You should try and find another reticulated and verify that it is reticulated(though it looks like it). Reticulated are the smallest auratus as well.


----------



## Durango Darts (Mar 7, 2014)

Hi there, thanks for writing back! The local pet store where I bought him has 2 more... Both a lil bigger, possibly females? But could they be related? Or does that even matter? Thanks again


----------



## PDFanatic (Mar 3, 2007)

Breeding related frogs of the same morph is not a huge deal. DO NOT breed a reticulated auratus with a regular one. Keep them separated otherwise what is the point of having regular Costa rican auratus and reticulated auratus. They would all just be called auratus.
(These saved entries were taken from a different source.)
use serde_json::json;

use crate::error::SelectorError;
use crate::mvu::selector::{Msg, SelectorModel, run_effect, update};

/// Runs the MVU loop for the selector: seeds with `init_msg` and drains effects.
/// Each step replaces `model` with the snapshot `update` returns.
///
/// # Errors
///
/// Returns the `SelectorError` carried by the first `Msg::Failed`. The model
/// already records that error when this returns.
pub fn run_selector(model: &mut SelectorModel, init_msg: Msg) -> Result<(), SelectorError> {
    let (next_model, mut effects) = update(model, init_msg);
    *model = next_model;
    while let Some(effect) = effects.pop() {
        if cfg!(debug_assertions) {
            eprintln!(
                "{}",
                json!({"mvu":"effect_start","effect": format!("{effect:?}")})
            );
        }
        let msg = run_effect(effect, model);
        if cfg!(debug_assertions) {
            eprintln!("{}", json!({"mvu":"effect_done","msg": format!("{msg:?}")}));
        }
        match msg {
            Msg::Failed(e) => {
                *model = update(model, Msg::Failed(e.clone())).0;
                return Err(e);
            }
            other => {
                let (next_model, next) = update(model, other);
                *model = next_model;
                if cfg!(debug_assertions) {
                    eprintln!(
                        "{}",
                        json!({"mvu":"update","queued_effects": next.iter().map(|x| format!("{x:?}")).collect::<Vec<_>>()})
                    );
                }
                effects.extend(next);
            }
        }
    }
    Ok(())
}

/// Feed several messages through the loop in order, stopping at the first failure.
///
/// # Errors
///
/// Returns the first `SelectorError` raised by any message.
pub fn run_selector_all(
    model: &mut SelectorModel,
    msgs: impl IntoIterator<Item = Msg>,
) -> Result<(), SelectorError> {
    for msg in msgs {
        run_selector(model, msg)?;
    }
    Ok(())
}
Please keep them separate. If you want unrelated animals you are going to have to bite the bullet and pay shipping which is 50$. Hope this helped a little.


----------



## Durango Darts (Mar 7, 2014)

Hi, that def helps, thanks for the info... Do you know of a website that has them available now? I dont care about shipping, just as long as the lil guys make it safe Then again I might just grab one from the shop....


----------



## PDFanatic (Mar 3, 2007)

http://lllreptile.com/store/catalog/animals/arrow-frogs-and-mantellas/
I know you can also enter the code Dart15 at checkout and get 15% more off the price.


----------



## PDFanatic (Mar 3, 2007)

http://www.dartfrogconnection.com/d...-auratus/dendrobates-auratus-reticulated.html


----------



## PDFanatic (Mar 3, 2007)

I have never ordered from either of these places so be sure to do your research on the companies before ordering. Good luck...


----------



## Frog Fever (Mar 7, 2014)

Congrats on your pair of red bastis on the way. Can't wait to see them on Tuesday!!


----------



## Durango Darts (Mar 7, 2014)

Hell yea! Thanks Frog Fever! Cant wait to see your Cayo!


----------